Waste not, want not.
At the height of the national campaign and elections season this year, one of the many concerns that seemed to have simply disappeared post-election was the fate of the millions of banners, tarpaulins, and plastic posters that vying political candidates flooded the whole country with. During the three-month campaign period directly preceding the May 2010 National Elections, this was a sight one would normally see: huge tarpaulins blotting the sun and sky, plastic banners hitched dangerously to electric wires and cables, and self-promoting posters strung from one end of the street to the other.
With our unnatural obsession for plastic and its ilk (frugal Filipinos love the idea of a thing that lasts forever), we have veered away from traditional recycled paper and cardboard posters and moved to more durable and more weather-resistant materials. This thing that lasts forever does indeed last forever, making it a problem of significant magnitude. Now, add to this unusually large volume the seasonal, thematic advertising signs of business companies and you have a potential for another Smokey Mountain of nonbiodegradeable, plastic garbage.
Miraculously, after the elections, many of these simply disappeared. Their fate remains unknown. I suppose many of them were simply thrown in the trash, awaiting their day of resurrection when another Typhoon Ondoy would dredge them up from the netherworld of refuse and garbage that block our sewers and waterways. But is there another way to salvage these plastic tarpaulins and posters?
There have been initiatives to make them into eco- bags and shopping totes, though I have yet to see a tote bearing politicians’ images (perhaps these will not sell so well, heehee). Tarpaulins can be sewn together to make tents or emergency shelters for calamities, or even canopies and marquees to cover just about anything- from people to cars to gardens. They can be made into water-resistant aprons kids can use for painting, high school students can use in their biology laboratory, or even adults in their kitchens. The list is only as long as one’s ingenuity.
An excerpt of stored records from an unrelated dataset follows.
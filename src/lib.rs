//! # Voidline Client
//!
//! Session and realtime-stream lifecycle layer for the Voidline game client.
//!
//! The crate keeps a bearer-token session valid across time and concurrent
//! requests, and owns the single streaming connection that fans server
//! events out to feature listeners.
//!
//! ## Features
//!
//! - **Coalesced renewal**: concurrent callers share one refresh call; both
//!   rotated tokens are persisted together
//! - **401 retry**: [`RequestGateway`] renews and retries once, then forces a
//!   debounced logout
//! - **Typed events**: stream frames are decoded once into [`GameEvent`]
//! - **Wildcard listeners**: `game.movement.*` receives every movement event
//! - **Reconnect with backoff**: listeners survive transient disconnects
//! - **Pluggable I/O**: implement [`HttpClient`], [`Connector`] and
//!   [`CredentialStore`], or use the default `reqwest` and WebSocket backends
//!
//! ## Quick Start
//!
//! ```rust,no_run
//! # async fn example() -> Result<(), voidline_client::VoidlineError> {
//! use voidline_client::{ClientConfig, Credentials, GameClient};
//! use voidline_client::protocol::GameEvent;
//!
//! let config = ClientConfig::new("https://api.voidline.example", "wss://api.voidline.example/stream");
//! let (client, _events) = GameClient::connect_default(config)?;
//!
//! client.stream().add_event_listener("game.movement.*", |event| {
//!     if let GameEvent::Jump(jump) = &event.event {
//!         println!("{} jumped to {}", jump.ship_id, jump.to_sector);
//!     }
//! });
//! client.session().login(&Credentials::new("ann", "hunter2")).await?;
//!
//! let cargo = client.gateway().get("/ships/current/cargo").await?;
//! println!("{cargo}");
//! # Ok(())
//! # }
//! ```

pub mod auth;
pub mod client;
pub mod config;
pub mod credentials;
pub mod error;
pub mod error_codes;
pub mod gateway;
pub mod http;
pub mod protocol;
pub mod registry;
pub mod session;
pub mod stream;
mod sync;
pub mod timer;
pub mod token;
pub mod transport;
pub mod transports;

// Re-export primary types for ergonomic imports.
pub use auth::{AuthApi, Credentials, Registration, TokenPair};
pub use client::GameClient;
pub use config::{ClientConfig, Endpoints, GatewayConfig, SessionConfig, StreamConfig};
pub use credentials::{CredentialKey, CredentialStore, MemoryCredentialStore};
pub use error::{Result, VoidlineError};
pub use error_codes::ErrorCode;
pub use gateway::RequestGateway;
pub use http::{HttpClient, HttpRequest, HttpResponse, Method};
pub use protocol::{ChannelSet, GameEvent, StreamEvent};
pub use registry::ListenerHandle;
pub use session::{
    LogoutReason, Session, SessionEvent, SessionManager, SessionState, StreamControl,
};
pub use stream::{ConnectionState, StreamManager};
pub use transport::{Connector, Transport};
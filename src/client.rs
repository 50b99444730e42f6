//! Composition root wiring the session, gateway, and stream together.
//!
//! # Example
//!
//! ```rust,no_run
//! # async fn example() -> Result<(), voidline_client::VoidlineError> {
//! use voidline_client::{ClientConfig, Credentials, GameClient, SessionEvent};
//!
//! let config = ClientConfig::new("https://api.voidline.example", "wss://api.voidline.example/stream");
//! let (client, mut events) = GameClient::connect_default(config)?;
//!
//! client.session().login(&Credentials::new("ann", "hunter2")).await?;
//! client.stream().add_event_listener("game.chat.message", |event| {
//!     println!("{:?}", event.event);
//! });
//!
//! while let Some(event) = events.recv().await {
//!     if let SessionEvent::LoggedOut { forced: true, .. } = event {
//!         // back to the login screen
//!         break;
//!     }
//! }
//! # Ok(())
//! # }
//! ```

use std::fmt;
use std::sync::Arc;

use tokio::sync::mpsc;
use tracing::info;

use crate::auth::AuthApi;
use crate::config::ClientConfig;
use crate::credentials::CredentialStore;
use crate::gateway::RequestGateway;
use crate::http::HttpClient;
use crate::session::{SessionEvent, SessionManager};
use crate::stream::StreamManager;
use crate::timer::{Clock, SystemClock};
use crate::transport::Connector;

/// One fully wired client instance.
///
/// Built once at application start and handed to features by reference or
/// clone. Tests build as many isolated instances as they like.
#[derive(Clone)]
pub struct GameClient {
    session: SessionManager,
    gateway: RequestGateway,
    stream: StreamManager,
    config: ClientConfig,
}

impl GameClient {
    /// Wire a client from its external collaborators.
    ///
    /// Returns the client and the receiving end of the session event
    /// channel. The receiver should be drained; [`SessionEvent::LoggedOut`]
    /// waits for channel capacity.
    pub fn new(
        config: ClientConfig,
        http: Arc<dyn HttpClient>,
        connector: Arc<dyn Connector>,
        store: Arc<dyn CredentialStore>,
    ) -> (Self, mpsc::Receiver<SessionEvent>) {
        Self::with_clock(config, http, connector, store, Arc::new(SystemClock))
    }

    /// As [`new`](Self::new), reading wall-clock time from `clock`.
    pub fn with_clock(
        config: ClientConfig,
        http: Arc<dyn HttpClient>,
        connector: Arc<dyn Connector>,
        store: Arc<dyn CredentialStore>,
        clock: Arc<dyn Clock>,
    ) -> (Self, mpsc::Receiver<SessionEvent>) {
        let api = AuthApi::new(Arc::clone(&http), config.endpoints.clone());
        let (session, events) = SessionManager::with_clock(
            api,
            store,
            config.session.clone(),
            Arc::clone(&clock),
        );
        let gateway = RequestGateway::new(
            session.clone(),
            http,
            config.gateway.clone(),
            config.endpoints.clone(),
        );
        let stream = StreamManager::with_clock(
            config.stream.clone(),
            connector,
            gateway.clone(),
            config.endpoints.subscribe.clone(),
            clock,
        );
        session.attach_stream(stream.control());

        (
            Self {
                session,
                gateway,
                stream,
                config,
            },
            events,
        )
    }

    /// Wire a client using the bundled reqwest and WebSocket backends and
    /// in-memory credential storage.
    ///
    /// # Errors
    ///
    /// Returns [`VoidlineError::Io`](crate::VoidlineError::Io) if the HTTP
    /// client cannot be built.
    #[cfg(all(feature = "http-reqwest", feature = "transport-websocket"))]
    pub fn connect_default(
        config: ClientConfig,
    ) -> crate::Result<(Self, mpsc::Receiver<SessionEvent>)> {
        let http = Arc::new(crate::transports::ReqwestHttpClient::new(
            config.api_base_url.clone(),
        )?);
        let connector = Arc::new(crate::transports::WebSocketConnector::new(
            config.stream_url.clone(),
        ));
        let store = Arc::new(crate::credentials::MemoryCredentialStore::new());
        Ok(Self::new(config, http, connector, store))
    }

    /// Session lifecycle and tokens.
    pub fn session(&self) -> &SessionManager {
        &self.session
    }

    /// Authenticated REST requests.
    pub fn gateway(&self) -> &RequestGateway {
        &self.gateway
    }

    /// Realtime events.
    pub fn stream(&self) -> &StreamManager {
        &self.stream
    }

    /// The configuration the client was built with.
    pub fn config(&self) -> &ClientConfig {
        &self.config
    }

    /// Stop timers and close the stream without touching stored credentials,
    /// so the session can be restored on next launch.
    pub fn shutdown(&self) {
        self.session.cancel_timers();
        self.stream.disconnect();
        info!("client shut down");
    }
}

impl fmt::Debug for GameClient {
    fn fmt(&self, f: &mut fmt::Formatter<'_>) -> fmt::Result {
        f.debug_struct("GameClient")
            .field("session", &self.session)
            .field("stream", &self.stream)
            .finish_non_exhaustive()
    }
}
I was reminded of all these other uses when my husband came home from a recent MAP (Management Association of the Philippines) conference bearing a flexible, white plastic envelope. I usually go through his conference materials, sorting them out according to importance, recycling paper and cardboard as necessary, filing cards, and cleaning out pens and bits and pieces of promotional items. But of all the things he brought bome that day, I fell in love with the envelope.
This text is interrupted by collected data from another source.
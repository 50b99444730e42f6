//! Session lifecycle: login, token renewal, and logout.
//!
//! [`SessionManager`] owns the token pair. It is the only writer of the
//! [`CredentialStore`], keeps a proactive renewal timer armed shortly before
//! the access token expires, and coalesces concurrent renewals into a single
//! refresh call whose result every caller shares.
//!
//! # State machine
//!
//! ```text
//! LoggedOut ──▶ Authenticating ──▶ Authenticated ◀──▶ Refreshing
//!    ▲  ▲             │                  │                 │
//!    │  └─(failure)───┘                  ▼                 │
//!    └──────────────────────────── LoggingOut ◀────────────┘
//! ```
//!
//! The in-flight refresh lives *inside* the `Refreshing` state, so there is no
//! separate "is refreshing" flag to fall out of sync with it.
//!
//! # Forced logout
//!
//! [`SessionManager::force_logout`] runs its side effects (clear credentials,
//! tear down the stream, emit [`SessionEvent::LoggedOut`]) at most once per
//! debounce window, never while another logout is running, and never while a
//! renewal is still in flight.

use std::fmt;
use std::sync::{Arc, Mutex, Weak};
use std::time::Duration;

use futures_util::future::{BoxFuture, FutureExt, Shared};
use tokio::sync::mpsc;
use tracing::{debug, info, warn};

use crate::auth::{AuthApi, Credentials, Registration, TokenPair};
use crate::config::SessionConfig;
use crate::credentials::{CredentialKey, CredentialStore};
use crate::error::{Result, VoidlineError};
use crate::sync::lock;
use crate::timer::{Clock, SystemClock, TimerSlot};
use crate::token;
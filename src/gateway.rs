//! Authenticated REST requests with transparent token renewal.
//!
//! [`RequestGateway::request`] attaches the current access token and, when
//! the server answers 401, runs the retry protocol:
//!
//! 1. wait `retry_grace` so a renewal started elsewhere can land;
//! 2. [`renew`](SessionManager::renew) and retry once with the new token; a
//!    second 401 forces a logout and fails with
//!    [`SessionExpired`](VoidlineError::SessionExpired);
//! 3. if renewal failed, wait `fallback_grace`, re-read the stored token and
//!    retry once only if a concurrent caller managed to rotate it.
//!
//! Auth endpoints bypass the protocol. A 401 on a request sent without any
//! token fails with [`Unauthorized`](VoidlineError::Unauthorized).

use std::fmt;
use std::sync::Arc;

use tracing::{debug, debug_span, warn, Instrument};
use uuid::Uuid;

use crate::config::{Endpoints, GatewayConfig};
use crate::error::{Result, VoidlineError};
use crate::http::{HttpClient, HttpRequest, HttpResponse, Method};
use crate::session::{LogoutReason, SessionManager};

/// Sends requests on behalf of game features. Cheap to clone.
#[derive(Clone)]
pub struct RequestGateway {
    session: SessionManager,
    http: Arc<dyn HttpClient>,
    config: GatewayConfig,
    endpoints: Endpoints,
}

impl RequestGateway {
    /// Create a gateway that reads tokens from `session`.
    pub fn new(
        session: SessionManager,
        http: Arc<dyn HttpClient>,
        config: GatewayConfig,
        endpoints: Endpoints,
    ) -> Self {
        Self {
            session,
            http,
            config,
            endpoints,
        }
    }

    /// The session tokens are read from.
    pub fn session(&self) -> &SessionManager {
        &self.session
    }

    /// `GET path`.
    ///
    /// # Errors
    ///
    /// See [`request`](Self::request).
    pub async fn get(&self, path: &str) -> Result<serde_json::Value> {
        self.request(Method::Get, path, None).await
    }

    /// `POST path` with a JSON body.
    ///
    /// # Errors
    ///
    /// See [`request`](Self::request).
    pub async fn post(&self, path: &str, body: serde_json::Value) -> Result<serde_json::Value> {
        self.request(Method::Post, path, Some(body)).await
    }

    /// Send a request and parse the JSON response body. Empty bodies parse
    /// as `null`.
    ///
    /// # Errors
    ///
    /// - [`VoidlineError::SessionExpired`] when renewal cannot rescue a 401,
    ///   or when the session was force-logged-out and no token is available.
    /// - [`VoidlineError::Unauthorized`] for a 401 on a request sent without
    ///   a token.
    /// - [`VoidlineError::Http`] for any other non-success status.
    /// - Transport errors from the [`HttpClient`].
    pub async fn request(
        &self,
        method: Method,
        path: &str,
        body: Option<serde_json::Value>,
    ) -> Result<serde_json::Value> {
        let request_id = Uuid::new_v4();
        let span = debug_span!("request", %request_id, method = method.as_str(), path);
        async move {
            let response = self.send_with_renewal(method, path, body, request_id).await?;
            debug!(status = response.status, "response received");
            response.into_result()
        }
        .instrument(span)
        .await
    }

    async fn send_with_renewal(
        &self,
        method: Method,
        path: &str,
        body: Option<serde_json::Value>,
        request_id: Uuid,
    ) -> Result<HttpResponse> {
        let build = |bearer: Option<String>| {
            let mut request = HttpRequest::new(method, path)
                .with_bearer(bearer)
                .with_request_id(request_id);
            if let Some(body) = &body {
                request = request.with_body(body.clone());
            }
            request
        };

        if self.endpoints.is_auth_path(path) {
            return self.http.execute(build(None)).await;
        }

        let token = self.session.access_token();
        if token.is_none() && self.session.is_session_expired() {
            debug!("session expired; rejecting locally");
            return Err(VoidlineError::SessionExpired);
        }

        let response = self.http.execute(build(token.clone())).await?;
        if !response.is_unauthorized() {
            return Ok(response);
        }

        let Some(used_token) = token else {
            self.session.force_logout(LogoutReason::Unauthorized).await;
            return Err(VoidlineError::Unauthorized);
        };

        debug!("401 with token attached; waiting before renewal");
        tokio::time::sleep(self.config.retry_grace).await;

        if let Some(renewed) = self.session.renew().await {
            let retry = self.http.execute(build(Some(renewed))).await?;
            if retry.is_unauthorized() {
                warn!("request rejected again after renewal");
                self.session.force_logout(LogoutReason::Retry401).await;
                return Err(VoidlineError::SessionExpired);
            }
            return Ok(retry);
        }

        // Renewal failed here, but a concurrent caller may still have rotated
        // the pair. The failed renew already forced a logout.
        tokio::time::sleep(self.config.fallback_grace).await;
        match self.session.access_token() {
            Some(current) if current != used_token => {
                debug!("token rotated elsewhere; retrying once");
                let retry = self.http.execute(build(Some(current))).await?;
                if retry.is_unauthorized() {
                    return Err(VoidlineError::SessionExpired);
                }
                Ok(retry)
            }
            _ => Err(VoidlineError::SessionExpired),
        }
    }
}

impl fmt::Debug for RequestGateway {
    fn fmt(&self, f: &mut fmt::Formatter<'_>) -> fmt::Result {
        f.debug_struct("RequestGateway")
            .field("config", &self.config)
            .field("session", &self.session)
            .finish_non_exhaustive()
    }
}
It’s nothing extraordinary, just a simple envelope, really. This is what it looks like on the outside:
and on the inside:
But I fell in love with the idea of this envelope
and how corporate social responsibility, for all the big words corporations like to use to describe this advocacy, simply boils down to such a simple idea of people, planet, and profit. What is good for the environment is good for man and good for business. It doesn’t get any simpler than that.